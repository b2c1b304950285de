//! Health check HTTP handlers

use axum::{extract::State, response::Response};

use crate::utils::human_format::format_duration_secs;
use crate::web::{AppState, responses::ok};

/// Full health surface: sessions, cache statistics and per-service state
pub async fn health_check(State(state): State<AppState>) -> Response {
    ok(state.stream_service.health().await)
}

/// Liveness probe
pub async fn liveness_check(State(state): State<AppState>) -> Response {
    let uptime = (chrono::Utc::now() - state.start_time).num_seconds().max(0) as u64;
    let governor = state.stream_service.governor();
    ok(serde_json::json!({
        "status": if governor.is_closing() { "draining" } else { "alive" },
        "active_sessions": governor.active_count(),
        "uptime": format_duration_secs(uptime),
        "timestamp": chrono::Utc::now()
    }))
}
============================================================
TO DO: Exactly the lines from the one with "and per-service state" through the last line of the listing above must make up your answer.

FINAL ANSWER:
/// Full health surface: sessions, cache statistics and per-service state
pub async fn health_check(State(state): State<AppState>) -> Response {
    ok(state.stream_service.health().await)
}

/// Liveness probe
pub async fn liveness_check(State(state): State<AppState>) -> Response {
    let uptime = (chrono::Utc::now() - state.start_time).num_seconds().max(0) as u64;
    let governor = state.stream_service.governor();
    ok(serde_json::json!({
        "status": if governor.is_closing() { "draining" } else { "alive" },
        "active_sessions": governor.active_count(),
        "uptime": format_duration_secs(uptime),
        "timestamp": chrono::Utc::now()
    }))
}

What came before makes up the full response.